I worked to control my breathing, banish the visions, fill my mind with things other than the inevitability of oblivion.

Unable to sleep immediately after the nightmare, I got up and moved through to the lounge, helping myself to a beer on the way and finding that the sharp, clean cut of it helped to bring me fully awake. I sat before the viewscreen, staring out at the red sands, bloody now in the light of the Ring.

I wondered if it was something in my subconscious that had brought me to live so close to the fearful sea.
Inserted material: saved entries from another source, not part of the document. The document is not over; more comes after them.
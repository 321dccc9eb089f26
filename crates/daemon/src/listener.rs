// SPDX-License-Identifier: MIT

//! The TCP listener: accepts one connection at a time, reads a single
//! request, dispatches it against the queue and worker pool, and writes
//! back a single response before the connection closes.
//!
//! The worker pool auto-starts at daemon startup and after every
//! `QUEUE_START`; `QUEUE_STOP` turns it off until explicitly restarted.
//! Every dispatched request rebalances the pool back up to its configured
//! size first, so a worker that panicked gets respawned without anyone
//! having to notice and ask for it.

use std::net::SocketAddr;
use std::path::PathBuf;

use qop_core::{Task, UuidIdGen, Validation};
use qop_engine::{PoolConfig, WorkerPool};
use qop_storage::{Queue, QueueError, DEFAULT_PRIORITY};
use serde_json::{json, Value};
use thiserror::Error;
use tokio::net::{TcpListener, TcpStream};
use tokio::sync::{Mutex, Notify};
use tokio::task::spawn_blocking;
use tracing::{info, warn};

use crate::config::Config;
use crate::protocol::{Command, PayloadClass, Request, Response, Status as WireStatus};
use crate::protocol_wire::{self, ProtocolError};

#[derive(Debug, Error)]
pub enum DaemonError {
    #[error("IO error: {0}")]
    Io(#[from] std::io::Error),
    #[error("failed to recover the queue at startup: {0}")]
    Queue(#[from] QueueError),
}

struct PoolState {
    pool: WorkerPool<UuidIdGen>,
    config: PoolConfig,
    enabled: bool,
}

struct Ctx {
    queue_path: PathBuf,
    persist_queue: bool,
    port: u16,
    state: Mutex<PoolState>,
    shutdown: Notify,
}

/// The daemon, bound to its TCP port but not yet serving.
pub struct Daemon {
    config: Config,
}

impl Daemon {
    pub fn new(config: Config) -> Self {
        Self { config }
    }

    /// Bind and serve connections until a `DAEMON_STOP` request arrives.
    pub async fn serve(self) -> Result<(), DaemonError> {
        let addr: SocketAddr = ([127, 0, 0, 1], self.config.port).into();
        let listener = TcpListener::bind(addr).await?;
        info!(%addr, "qopd listening");

        let ctx = std::sync::Arc::new(Ctx {
            queue_path: self.config.queue_path.clone(),
            persist_queue: self.config.persist_queue,
            port: self.config.port,
            state: Mutex::new(PoolState {
                pool: WorkerPool::new(self.config.queue_path.clone(), UuidIdGen),
                config: self.config.pool_config(),
                enabled: true,
            }),
            shutdown: Notify::new(),
        });

        recover_orphaned_tasks(&ctx).await?;
        ensure_started(&ctx).await;

        loop {
            tokio::select! {
                accepted = listener.accept() => {
                    let (stream, _) = accepted?;
                    let ctx = std::sync::Arc::clone(&ctx);
                    tokio::spawn(async move {
                        if let Err(err) = handle_connection(stream, &ctx).await {
                            match err {
                                ProtocolError::ConnectionClosed => {}
                                other => warn!(error = %other, "connection error"),
                            }
                        }
                    });
                }
                _ = ctx.shutdown.notified() => {
                    info!("stop requested, draining worker pool");
                    ctx.state.lock().await.pool.stop().await;
                    break;
                }
            }
        }

        if !ctx.persist_queue {
            match std::fs::remove_file(&ctx.queue_path) {
                Ok(()) => info!(path = %ctx.queue_path.display(), "removed non-persistent queue store"),
                Err(err) if err.kind() == std::io::ErrorKind::NotFound => {}
                Err(err) => warn!(path = %ctx.queue_path.display(), error = %err, "failed to remove queue store"),
            }
        }

        info!("qopd stopped");
        Ok(())
    }
}

async fn handle_connection(mut stream: TcpStream, ctx: &Ctx) -> Result<(), ProtocolError> {
    let (mut reader, mut writer) = stream.split();
    let request = protocol_wire::read_request(&mut reader).await?;
    info!(command = ?request.command, "received request");
    let response = dispatch(request, ctx).await;
    protocol_wire::write_response(&mut writer, &response).await?;
    Ok(())
}

async fn dispatch(req: Request, ctx: &Ctx) -> Response {
    rebalance(ctx).await;

    match req.command {
        Command::DaemonStart => {
            Response::fail("the daemon is already running; it cannot be started again over the wire")
        }
        Command::DaemonStop => {
            ctx.shutdown.notify_one();
            Response::ok("stopping")
        }
        Command::DaemonIsActive => {
            Response::with_payload(WireStatus::Ok, json!({"value": true}), PayloadClass::Value)
        }
        Command::DaemonFacts => handle_daemon_facts(ctx).await,
        Command::QueueStart => {
            ensure_started(ctx).await;
            Response::ok("queue started")
        }
        Command::QueueStop => {
            stop_pool(ctx).await;
            Response::ok("queue stopped")
        }
        Command::QueueIsActive => {
            let state = ctx.state.lock().await;
            Response::with_payload(
                WireStatus::Ok,
                json!({"value": state.pool.is_running()}),
                PayloadClass::Value,
            )
        }
        Command::QueuePut => handle_queue_put(req.payload, ctx).await,
        Command::QueueFlushPending => handle_flush(ctx, false).await,
        Command::QueueFlushAll => handle_flush(ctx, true).await,
        Command::QueueProgress => handle_progress(ctx).await,
        Command::QueueActiveProcesses => handle_active_processes(ctx).await,
        Command::QueueMaxProcesses => handle_max_processes(req.payload, ctx).await,
        Command::QueueShow => handle_queue_show(ctx).await,
    }
}

/// Bring the pool back up to its configured size if it's supposed to be
/// running but isn't (e.g. every worker in a class panicked).
async fn rebalance(ctx: &Ctx) {
    let mut state = ctx.state.lock().await;
    if state.enabled && !state.pool.is_running() {
        state.pool.start(state.config);
    }
}

/// Reset any `Active` rows left over from a previous, uncleanly-stopped
/// run back to `Pending`, once, before the worker pool starts claiming
/// work. Per-request handlers must never do this themselves — see
/// [`Queue::open`]'s doc comment.
#[allow(clippy::expect_used)]
async fn recover_orphaned_tasks(ctx: &Ctx) -> Result<(), DaemonError> {
    let path = ctx.queue_path.clone();
    let reset = spawn_blocking(move || {
        let queue = Queue::open(&path)?;
        queue.reset_active_tasks()
    })
    .await
    .expect("queue worker thread panicked")?;
    if reset > 0 {
        info!(count = reset, "reset orphaned active tasks from a previous run");
    }
    Ok(())
}

async fn ensure_started(ctx: &Ctx) {
    let mut state = ctx.state.lock().await;
    state.enabled = true;
    if !state.pool.is_running() {
        state.pool.start(state.config);
    }
}

async fn stop_pool(ctx: &Ctx) {
    let mut state = ctx.state.lock().await;
    state.enabled = false;
    state.pool.stop().await;
}

/// Run a blocking queue operation against a fresh connection to the
/// shared queue file. Every dispatch opens its own `Queue` rather than
/// holding one across requests, the same one-connection-per-caller model
/// each worker uses.
#[allow(clippy::expect_used)]
async fn open_and<T, F>(ctx: &Ctx, f: F) -> Result<T, QueueError>
where
    T: Send + 'static,
    F: FnOnce(&Queue) -> Result<T, QueueError> + Send + 'static,
{
    let path = ctx.queue_path.clone();
    spawn_blocking(move || {
        let queue = Queue::open(&path)?;
        f(&queue)
    })
    .await
    .expect("queue worker thread panicked")
}

async fn handle_daemon_facts(ctx: &Ctx) -> Response {
    let (transfer, convert) = {
        let state = ctx.state.lock().await;
        (
            state.pool.active_transfer_workers(),
            state.pool.active_convert_workers(),
        )
    };
    let progress = match open_and(ctx, |q| q.progress(false)).await {
        Ok(p) => p,
        Err(err) => return Response::fail(format!("failed to read queue: {err}")),
    };
    Response::with_payload(
        WireStatus::Ok,
        json!({
            "port": ctx.port,
            "queue": {
                "path": ctx.queue_path,
                "persist": ctx.persist_queue,
            },
            "processes": { "transfer": transfer, "convert": convert },
            "tasks": progress_json(progress),
        }),
        PayloadClass::DaemonFacts,
    )
}

async fn handle_queue_put(payload: Option<Value>, ctx: &Ctx) -> Response {
    let Some(payload) = payload else {
        return Response::fail("QUEUE_PUT requires a task payload");
    };
    let task: Task = match serde_json::from_value(payload) {
        Ok(t) => t,
        Err(err) => return Response::fail(format!("malformed task: {err}")),
    };

    // Validated here, synchronously, before the row ever reaches a worker —
    // a client gets SKIP/FAIL immediately rather than having to poll
    // QUEUE_PROGRESS to discover its task was never runnable.
    match task.validate() {
        Validation::Ok => {}
        Validation::FileExistsIdentical | Validation::FileExistsCannotCompare => {
            return Response::skip("destination already matches source");
        }
        Validation::FileNotFound => return Response::fail("source does not exist"),
        Validation::InvalidSrcType => {
            return Response::fail("source is neither a file nor a directory")
        }
        Validation::FileExistsDiffers => {
            return Response::fail("destination exists and differs from source")
        }
    }

    let to_insert = task.clone();
    match open_and(ctx, move |q| q.put(&to_insert, DEFAULT_PRIORITY, None)).await {
        Ok(id) => Response::with_payload(
            WireStatus::Ok,
            json!({"id": id, "task": task}),
            PayloadClass::Task,
        ),
        Err(err) => Response::fail(format!("failed to enqueue: {err}")),
    }
}

async fn handle_flush(ctx: &Ctx, all: bool) -> Response {
    let result = if all {
        open_and(ctx, |q| q.flush_all()).await
    } else {
        open_and(ctx, |q| q.flush_pending()).await
    };
    match result {
        Ok(n) => Response::with_payload(WireStatus::Ok, json!({"value": n}), PayloadClass::Value),
        Err(err) => Response::fail(format!("failed to flush: {err}")),
    }
}

async fn handle_progress(ctx: &Ctx) -> Response {
    match open_and(ctx, |q| q.progress(false)).await {
        Ok(p) => Response::with_payload(WireStatus::Ok, progress_json(p), PayloadClass::QueueProgress),
        Err(err) => Response::fail(format!("failed to read progress: {err}")),
    }
}

async fn handle_active_processes(ctx: &Ctx) -> Response {
    let state = ctx.state.lock().await;
    Response::with_payload(
        WireStatus::Ok,
        json!({
            "transfer": state.pool.active_transfer_workers(),
            "convert": state.pool.active_convert_workers(),
        }),
        PayloadClass::Value,
    )
}

/// Get or set the convert pool's target size. A request with no payload
/// just reads the current value; `{"value": N}` resizes it.
async fn handle_max_processes(payload: Option<Value>, ctx: &Ctx) -> Response {
    let requested = payload
        .as_ref()
        .and_then(|v| v.get("value"))
        .and_then(Value::as_u64);

    let mut state = ctx.state.lock().await;
    if let Some(n) = requested {
        let n = n as usize;
        state.config.convert_size = n;
        if state.enabled {
            if let Err(err) = state.pool.resize_convert(n).await {
                return Response::fail(format!("failed to resize convert pool: {err}"));
            }
        }
    }
    Response::with_payload(
        WireStatus::Ok,
        json!({"value": state.config.convert_size}),
        PayloadClass::Value,
    )
}

/// `QUEUE_SHOW` lists rows currently being worked on, not the whole
/// history — a client polling for "what's in flight" wants `Active` rows.
async fn handle_queue_show(ctx: &Ctx) -> Response {
    match open_and(ctx, |q| q.peek_active()).await {
        Ok(rows) => {
            let tasks: Vec<Value> = rows
                .into_iter()
                .map(|r| {
                    json!({
                        "id": r.id,
                        "priority": r.priority,
                        "status": wire_status(r.status),
                        "task": r.task,
                    })
                })
                .collect();
            Response::with_payload(WireStatus::Ok, Value::Array(tasks), PayloadClass::TaskList)
        }
        Err(err) => Response::fail(format!("failed to read queue: {err}")),
    }
}

fn progress_json(p: qop_storage::Progress) -> Value {
    json!({
        "pending": p.pending,
        "ok": p.ok,
        "skip": p.skip,
        "active": p.active,
        "fail": p.fail,
        "total": p.total,
    })
}

fn wire_status(status: qop_storage::Status) -> WireStatus {
    match status {
        qop_storage::Status::Fail => WireStatus::Fail,
        qop_storage::Status::Pending => WireStatus::Pending,
        qop_storage::Status::Ok => WireStatus::Ok,
        qop_storage::Status::Skip => WireStatus::Skip,
        qop_storage::Status::Active => WireStatus::Active,
    }
}

#[cfg(test)]
#[path = "listener_tests.rs"]
mod tests;
//! Test helpers for behavioral specifications.
//!
//! Provides a small DSL for driving a real `qopd` daemon subprocess with
//! the `qop` CLI, the way `tests/specs/daemon/lifecycle.rs` drives `ojd`/
//! `oj` — except here the daemon has no auto-spawn-on-demand model, so
//! each test owns an explicit [`Daemon`] handle for its whole lifetime.

#![allow(clippy::unwrap_used, clippy::expect_used, clippy::panic, dead_code)]

use std::net::TcpListener as StdTcpListener;
use std::path::{Path, PathBuf};
use std::process::{Child, Command, Output, Stdio};

pub const SPEC_POLL_INTERVAL_MS: u64 = 20;
pub const SPEC_WAIT_MAX_MS: u64 = 5_000;

/// Returns the path to a workspace-built binary.
///
/// Declared the same way `tests/specs/prelude.rs` resolves `oj`/`ojd`
/// binaries: relative to `target/debug`, with a fallback that derives the
/// debug directory from the running test binary's own path for the case
/// where `CARGO_MANIFEST_DIR` points somewhere stale.
fn binary_path(name: &str) -> PathBuf {
    let manifest_dir = Path::new(env!("CARGO_MANIFEST_DIR"));
    let standard = manifest_dir.join("target/debug").join(name);
    if standard.exists() {
        return standard;
    }
    if let Ok(exe) = std::env::current_exe() {
        if let Some(debug_dir) = exe.parent().and_then(|d| d.parent()) {
            let fallback = debug_dir.join(name);
            if fallback.exists() {
                return fallback;
            }
        }
    }
    standard
}

fn qop_binary() -> PathBuf {
    binary_path("qop")
}

fn qopd_binary() -> PathBuf {
    binary_path("qopd")
}

/// Bind an ephemeral port and release it immediately. Racy in theory, good
/// enough in practice for handing a free port to a spawned daemon.
fn free_port() -> u16 {
    let listener = StdTcpListener::bind("127.0.0.1:0").expect("bind ephemeral port");
    listener.local_addr().expect("local addr").port()
}

pub fn wait_for<F>(timeout_ms: u64, mut condition: F) -> bool
where
    F: FnMut() -> bool,
{
    let start = std::time::Instant::now();
    let timeout = std::time::Duration::from_millis(timeout_ms);
    let poll_interval = std::time::Duration::from_millis(SPEC_POLL_INTERVAL_MS);

    while start.elapsed() < timeout {
        if condition() {
            return true;
        }
        std::thread::sleep(poll_interval);
    }
    false
}

// =============================================================================
// CLI
// =============================================================================

/// Fluent builder for one `qop` invocation against a fixed port.
pub struct CliBuilder {
    port: u16,
    args: Vec<String>,
}

impl CliBuilder {
    fn new(port: u16) -> Self {
        Self {
            port,
            args: Vec::new(),
        }
    }

    pub fn args(mut self, args: &[&str]) -> Self {
        self.args.extend(args.iter().map(|s| s.to_string()));
        self
    }

    fn command(self) -> Command {
        let mut cmd = Command::new(qop_binary());
        cmd.arg("--port").arg(self.port.to_string());
        cmd.args(&self.args);
        cmd
    }

    pub fn passes(self) -> RunAssert {
        let mut cmd = self.command();
        let output = cmd.output().expect("qop should run");
        assert!(
            output.status.success(),
            "expected qop to pass, got exit code {:?}\nstdout: {}\nstderr: {}",
            output.status.code(),
            String::from_utf8_lossy(&output.stdout),
            String::from_utf8_lossy(&output.stderr),
        );
        RunAssert { output }
    }

    pub fn fails(self) -> RunAssert {
        let mut cmd = self.command();
        let output = cmd.output().expect("qop should run");
        assert!(
            !output.status.success(),
            "expected qop to fail, but it passed\nstdout: {}\nstderr: {}",
            String::from_utf8_lossy(&output.stdout),
            String::from_utf8_lossy(&output.stderr),
        );
        RunAssert { output }
    }
}

pub struct RunAssert {
    output: Output,
}

impl RunAssert {
    pub fn stdout(&self) -> String {
        String::from_utf8_lossy(&self.output.stdout).into_owned()
    }

    pub fn stdout_has(self, expected: &str) -> Self {
        let stdout = self.stdout();
        assert!(
            stdout.contains(expected),
            "stdout does not contain '{expected}'\nstdout: {stdout}"
        );
        self
    }

    pub fn stdout_lacks(self, unexpected: &str) -> Self {
        let stdout = self.stdout();
        assert!(
            !stdout.contains(unexpected),
            "stdout should not contain '{unexpected}'\nstdout: {stdout}"
        );
        self
    }

    pub fn stderr_has(self, expected: &str) -> Self {
        let stderr = String::from_utf8_lossy(&self.output.stderr).into_owned();
        assert!(
            stderr.contains(expected),
            "stderr does not contain '{expected}'\nstderr: {stderr}"
        );
        self
    }
}

// =============================================================================
// Daemon
// =============================================================================

/// A `qopd` subprocess bound to its own port and temp-dir-scoped queue
/// file, with a `qop` builder pre-wired to reach it.
pub struct Daemon {
    child: Option<Child>,
    port: u16,
    queue_path: PathBuf,
    persist: bool,
    max_transfer: usize,
    max_convert: usize,
    _tmp: tempfile::TempDir,
}

impl Daemon {
    /// Start a fresh daemon: default two-worker pools, queue file removed
    /// on stop (the common case for every scenario but restart recovery).
    pub fn start() -> Self {
        Self::with_config(false, 2, 2)
    }

    /// Start a daemon whose queue store survives a stop, with a given
    /// transfer pool width — needed to get several tasks genuinely ACTIVE
    /// at once before killing the process.
    pub fn start_persistent(max_transfer: usize) -> Self {
        Self::with_config(true, max_transfer, 1)
    }

    fn with_config(persist: bool, max_transfer: usize, max_convert: usize) -> Self {
        let tmp = tempfile::tempdir().expect("tempdir");
        let queue_path = tmp.path().join("queue.sqlite3");
        let port = free_port();
        let mut daemon = Self {
            child: None,
            port,
            queue_path,
            persist,
            max_transfer,
            max_convert,
            _tmp: tmp,
        };
        daemon.spawn();
        daemon
    }

    fn spawn(&mut self) {
        let child = Command::new(qopd_binary())
            .env("QOP_PORT", self.port.to_string())
            .env("QOP_QUEUE_PATH", &self.queue_path)
            .env("QOP_PERSIST_QUEUE", self.persist.to_string())
            .env("QOP_MAX_TRANSFER", self.max_transfer.to_string())
            .env("QOP_MAX_CONVERT", self.max_convert.to_string())
            .stdout(Stdio::null())
            .stderr(Stdio::null())
            .spawn()
            .expect("qopd should start");
        self.child = Some(child);

        let reachable = wait_for(SPEC_WAIT_MAX_MS, || {
            std::net::TcpStream::connect(("127.0.0.1", self.port)).is_ok()
        });
        assert!(reachable, "qopd never became reachable on port {}", self.port);
    }

    pub fn port(&self) -> u16 {
        self.port
    }

    pub fn queue_path(&self) -> &Path {
        &self.queue_path
    }

    pub fn qop(&self) -> CliBuilder {
        CliBuilder::new(self.port)
    }

    /// `queue progress`, parsed. Every scenario test polls this rather than
    /// asserting on a single snapshot, since tasks complete asynchronously.
    pub fn progress(&self) -> serde_json::Value {
        let out = self.qop().args(&["queue", "progress"]).passes().stdout();
        serde_json::from_str(&out).expect("progress output should be JSON")
    }

    /// SIGKILL the daemon process, simulating a crash with no graceful
    /// shutdown.
    pub fn kill(&mut self) {
        if let Some(mut child) = self.child.take() {
            let _ = child.kill();
            let _ = child.wait();
        }
    }

    /// Respawn a killed daemon against the same port and queue file.
    pub fn restart(&mut self) {
        assert!(self.child.is_none(), "daemon must be killed before restarting");
        self.spawn();
    }
}

impl Drop for Daemon {
    fn drop(&mut self) {
        self.kill();
    }
}
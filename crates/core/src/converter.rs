// SPDX-License-Identifier: MIT

//! The `Converter` contract: an opaque bytes-to-bytes file transform.
//!
//! The core treats transcoding as a black box: it only needs `run(src, dst)`
//! to be blocking and CPU-bound, and
//! `extension()` to know what suffix a rewritten destination should carry.
//! `Pydub` shells out to an external `ffmpeg` binary on `PATH` — the real
//! codec work stays outside this crate entirely.

use serde::{Deserialize, Serialize};
use std::fs;
use std::path::Path;
use std::process::Command;
use thiserror::Error;

/// Tag-only variant of [`Converter`], mirrored in the wire protocol so the
/// daemon can describe a queued convert task without re-serializing fields.
#[derive(Debug, Clone, Copy, PartialEq, Eq, Serialize, Deserialize)]
#[serde(rename_all = "snake_case")]
pub enum ConverterKind {
    Copy,
    Pydub,
}

/// A file transform. `Copy` reproduces `src` byte for byte; `Pydub` shells
/// out to `ffmpeg` with the given format/codec/bitrate parameters.
#[derive(Debug, Clone, PartialEq, Serialize, Deserialize)]
#[serde(tag = "type")]
pub enum Converter {
    #[serde(rename = "copy")]
    Copy,
    #[serde(rename = "pydub")]
    Pydub {
        format: String,
        #[serde(default, skip_serializing_if = "Option::is_none")]
        codec: Option<String>,
        #[serde(default, skip_serializing_if = "Option::is_none")]
        bitrate: Option<String>,
        #[serde(default)]
        extra_params: Vec<String>,
        #[serde(default, skip_serializing_if = "Option::is_none")]
        id3v2_version: Option<u8>,
        #[serde(default)]
        remove_album_art: bool,
    },
}

#[derive(Debug, Error)]
pub enum ConverterError {
    #[error("IO error: {0}")]
    Io(#[from] std::io::Error),

    #[error("ffmpeg exited with {status}: {stderr}")]
    ProcessFailed { status: String, stderr: String },

    #[error("ffmpeg binary not found on PATH")]
    MissingBinary,
}

impl Converter {
    pub fn kind(&self) -> ConverterKind {
        match self {
            Converter::Copy => ConverterKind::Copy,
            Converter::Pydub { .. } => ConverterKind::Pydub,
        }
    }

    /// File extension this converter's output should carry, if it rewrites
    /// the destination suffix. `Copy` never rewrites the suffix.
    pub fn extension(&self) -> Option<&str> {
        match self {
            Converter::Copy => None,
            Converter::Pydub { format, .. } => Some(format.as_str()),
        }
    }

    /// Run the transform. Blocking and CPU-bound; callers that need to stay
    /// responsive should run this on a blocking-friendly executor.
    pub fn run(&self, src: &Path, dst: &Path) -> Result<(), ConverterError> {
        if let Some(parent) = dst.parent() {
            if !parent.as_os_str().is_empty() && !parent.exists() {
                fs::create_dir_all(parent)?;
            }
        }

        match self {
            Converter::Copy => {
                fs::copy(src, dst)?;
                Ok(())
            }
            Converter::Pydub {
                format,
                codec,
                bitrate,
                extra_params,
                id3v2_version,
                remove_album_art,
            } => {
                let mut cmd = Command::new("ffmpeg");
                cmd.arg("-y").arg("-i").arg(src);

                if *remove_album_art {
                    cmd.arg("-vn");
                }
                if let Some(codec) = codec {
                    cmd.arg("-codec:a").arg(codec);
                }
                if let Some(bitrate) = bitrate {
                    cmd.arg("-b:a").arg(bitrate);
                }
                if let Some(v) = id3v2_version {
                    cmd.arg("-id3v2_version").arg(v.to_string());
                }
                for param in extra_params {
                    cmd.arg(param);
                }
                cmd.arg("-f").arg(format).arg(dst);

                let output = cmd.output().map_err(|e| {
                    if e.kind() == std::io::ErrorKind::NotFound {
                        ConverterError::MissingBinary
                    } else {
                        ConverterError::Io(e)
                    }
                })?;

                if !output.status.success() {
                    return Err(ConverterError::ProcessFailed {
                        status: output.status.to_string(),
                        stderr: String::from_utf8_lossy(&output.stderr).into_owned(),
                    });
                }
                Ok(())
            }
        }
    }
}

#[cfg(test)]
#[path = "converter_tests.rs"]
mod tests;
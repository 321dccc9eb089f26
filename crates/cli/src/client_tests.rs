// SPDX-License-Identifier: MIT

use super::*;
use qop_core::Task;
use qop_daemon::{Config, Daemon};
use std::net::TcpListener as StdTcpListener;
use std::time::Duration;

/// Ask the OS for an unused port by binding and immediately dropping a
/// listener on it. Racy in theory, fine in practice for test isolation.
fn free_port() -> u16 {
    StdTcpListener::bind(("127.0.0.1", 0))
        .expect("bind ephemeral port")
        .local_addr()
        .expect("local_addr")
        .port()
}

/// Start a real daemon on its own tokio runtime thread and return a client
/// already confirmed to be talking to it.
fn spawn_daemon(dir: &std::path::Path) -> DaemonClient {
    let port = free_port();
    let config = Config {
        port,
        queue_path: dir.join("queue.sqlite3"),
        persist_queue: false,
        max_transfer: 1,
        max_convert: 1,
    };

    std::thread::spawn(move || {
        let rt = tokio::runtime::Builder::new_multi_thread()
            .enable_all()
            .build()
            .expect("build runtime");
        rt.block_on(async {
            let _ = Daemon::new(config).serve().await;
        });
    });

    let mut client = DaemonClient::new(port);
    assert!(
        client.wait_for_daemon(true, Duration::from_secs(5)),
        "daemon never came up"
    );
    client
}

#[test]
fn is_daemon_active_reports_true_once_listening() {
    let dir = tempfile::tempdir().expect("tempdir");
    let mut client = spawn_daemon(dir.path());
    assert!(client.is_daemon_active());
}

#[test]
fn queue_put_then_progress_reflects_pending() {
    let dir = tempfile::tempdir().expect("tempdir");
    let mut client = spawn_daemon(dir.path());

    let resp = client
        .queue_put(&Task::Echo { msg: "hi".into() })
        .expect("queue_put");
    assert_eq!(resp.status, qop_daemon::Status::Ok);
    assert_eq!(client.counters.ok, 1);

    let progress = client.queue_progress().expect("progress");
    assert_eq!(progress["total"], 1);
}

#[test]
fn queue_put_rejects_missing_source_and_counts_as_fail() {
    let dir = tempfile::tempdir().expect("tempdir");
    let mut client = spawn_daemon(dir.path());

    let resp = client
        .queue_put(&Task::Delete {
            src: dir.path().join("does-not-exist"),
        })
        .expect("queue_put");
    assert_eq!(resp.status, qop_daemon::Status::Fail);
    assert_eq!(client.counters.fail, 1);
}

#[test]
fn gather_facts_reports_port_and_queue_path() {
    let dir = tempfile::tempdir().expect("tempdir");
    let mut client = spawn_daemon(dir.path());

    let facts = client.gather_facts().expect("facts");
    assert_eq!(facts["queue"]["persist"], false);
}

#[test]
fn daemon_stop_makes_the_daemon_unreachable() {
    let dir = tempfile::tempdir().expect("tempdir");
    let mut client = spawn_daemon(dir.path());

    client.daemon_stop().expect("daemon_stop");
    assert!(client.wait_for_daemon(false, Duration::from_secs(5)));
}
I was contemplating turning in, and had half risen in my seat, when I saw something from the corner of my eye. I was fully awake, and sober, and the sight shocked me. I dropped back into the chair, staring now along the length of the lounge towards the hatch which gave onto the ship’s access corridor.

I had not been mistaken. I had seen a flash of iridescent green, vaguely human in shape, flit quickly from the lounge and vanish along the corridor. Gathering myself, I gave chase—though chase is hardly the word to describe my circumspect progress along the corridor.

I checked every room off the corridor, then dropped a level and went through the cabins there, too. All were empty. The ship’s exit hatch was locked, and only I knew the entry code. I returned to the lounge, oddly enough not frightened but mystified. There were two options, I thought; either I had hallucinated the fleeing figure—some residual hypnagogic vision from the nightmare—or the Mantis was haunted.

As I made my way to bed, I wondered which of the two was the more preferable.

FOUR

The Matt Sommers private viewing was held in the low-slung dome of the community centre on the southern headland of the bay. The mounted works of art, the knots of well-dressed connoisseurs drifting from piece to piece amid a hum of polite conversation, brought back memories of the times I had attended similar events with my wife.

As happens on these occasions, my memories seemed to refer to another, long gone life, and I half doubted that they were real. Why is it that recollections of past happiness are so evanescent, while remembrance of tragedy is so stark and real?

The exhibition consisted of two separate sets of Matt Sommers’ work: the emotion crystals for which he was famous, and his more recent paintings. These latter were no mere graphic representations of visual subjects, but abstract pieces created from memory plastic, so that the picture within the frame changed constantly, consecutive scenes linked thematically to the last.